Succinct circuit representation of graphs

The complexity class PPAD (e.g. computing various Nash equilibria) can be defined as the set of total search problems polytime reducible to END OF THE LINE:

END OF THE LINE: Given circuits S and P with n input bits and n output bits such that P(0n) = 0n != S(0n), find an input x in {0,1}n such that P(S(x)) != x or S(P(x)) != x != 0n.

Circuits or algorithms such as S and P implicitly define an exponentially large graph that is only revealed on a query-by-query basis (to keep the problem in PSPACE!), e.g. Papadimitrou's paper.

However, I don't understand how one would design a circuit that enables arbitrary graphs (if there is a systematic structure to the graph, it appears much easier to find the circuit). For instance, how would one design a polynomially-sized circuit that represents an exponentially-long directed line, with an all-0 label for the source vertex and randomly assigned binary labels to all other vertices? This seems to be implicit in the PPAD-related papers.
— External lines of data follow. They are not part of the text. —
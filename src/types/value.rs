//! Indexed values
//!
//! Index values form a closed set of families. A single index never mixes
//! families, which is enforced by the indexer registry at registration time.

use serde::{Deserialize, Serialize};
use std::cmp::Ordering;
use std::fmt;
use std::hash::{Hash, Hasher};

/// Result-type family of an indexer (and of the values it produces)
#[derive(Debug, Clone, Copy, PartialEq, Eq, Hash, PartialOrd, Ord, Serialize, Deserialize)]
pub enum IndexFamily {
    Text,
    Long,
    Double,
}

impl fmt::Display for IndexFamily {
    fn fmt(&self, f: &mut fmt::Formatter) -> fmt::Result {
        match self {
            IndexFamily::Text => write!(f, "text"),
            IndexFamily::Long => write!(f, "long"),
            IndexFamily::Double => write!(f, "double"),
        }
    }
}

/// A single value extracted by an indexer
///
/// Doubles are compared with `total_cmp` and hashed by bit pattern, so the
/// type has a total order and can be used as a map key.
#[derive(Debug, Clone, Serialize, Deserialize)]
pub enum IndexValue {
    Text(String),
    Long(i64),
    Double(f64),
}

impl IndexValue {
    pub fn family(&self) -> IndexFamily {
        match self {
            IndexValue::Text(_) => IndexFamily::Text,
            IndexValue::Long(_) => IndexFamily::Long,
            IndexValue::Double(_) => IndexFamily::Double,
        }
    }

    pub fn as_text(&self) -> Option<&str> {
        match self {
            IndexValue::Text(s) => Some(s),
            _ => None,
        }
    }

    fn rank(&self) -> u8 {
        match self {
            IndexValue::Text(_) => 0,
            IndexValue::Long(_) => 1,
            IndexValue::Double(_) => 2,
        }
    }
}

impl PartialEq for IndexValue {
    fn eq(&self, other: &Self) -> bool {
        self.cmp(other) == Ordering::Equal
    }
}

impl Eq for IndexValue {}

impl PartialOrd for IndexValue {
    fn partial_cmp(&self, other: &Self) -> Option<Ordering> {
        Some(self.cmp(other))
    }
}

impl Ord for IndexValue {
    fn cmp(&self, other: &Self) -> Ordering {
        match (self, other) {
            (IndexValue::Text(a), IndexValue::Text(b)) => a.cmp(b),
            (IndexValue::Long(a), IndexValue::Long(b)) => a.cmp(b),
            (IndexValue::Double(a), IndexValue::Double(b)) => a.total_cmp(b),
            _ => self.rank().cmp(&other.rank()),
        }
    }
}

impl Hash for IndexValue {
    fn hash<H: Hasher>(&self, state: &mut H) {
        self.rank().hash(state);
        match self {
            IndexValue::Text(s) => s.hash(state),
            IndexValue::Long(v) => v.hash(state),
            IndexValue::Double(v) => v.to_bits().hash(state),
        }
    }
}

impl fmt::Display for IndexValue {
    fn fmt(&self, f: &mut fmt::Formatter) -> fmt::Result {
        match self {
            IndexValue::Text(s) => write!(f, "'{}'", s),
            IndexValue::Long(v) => write!(f, "{}", v),
            IndexValue::Double(v) => write!(f, "{}", v),
        }
    }
}

impl From<&str> for IndexValue {
    fn from(value: &str) -> Self {
        IndexValue::Text(value.to_string())
    }
}

impl From<String> for IndexValue {
    fn from(value: String) -> Self {
        IndexValue::Text(value)
    }
}

impl From<i64> for IndexValue {
    fn from(value: i64) -> Self {
        IndexValue::Long(value)
    }
}

impl From<f64> for IndexValue {
    fn from(value: f64) -> Self {
        IndexValue::Double(value)
    }
}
The closest I've come from a search online is Galperin/Widgerson's paper, but the circuit described there takes two vertex labels and returns a Boolean answer to "Are these vertices adjacent?"

So, how would you design a polynomially-sized circuit of an exponentially-sized graph that takes an n-bit input and outputs the n-bit label of its predecessor or successor, respectively? Or even, does someone know of a resource that explains this well?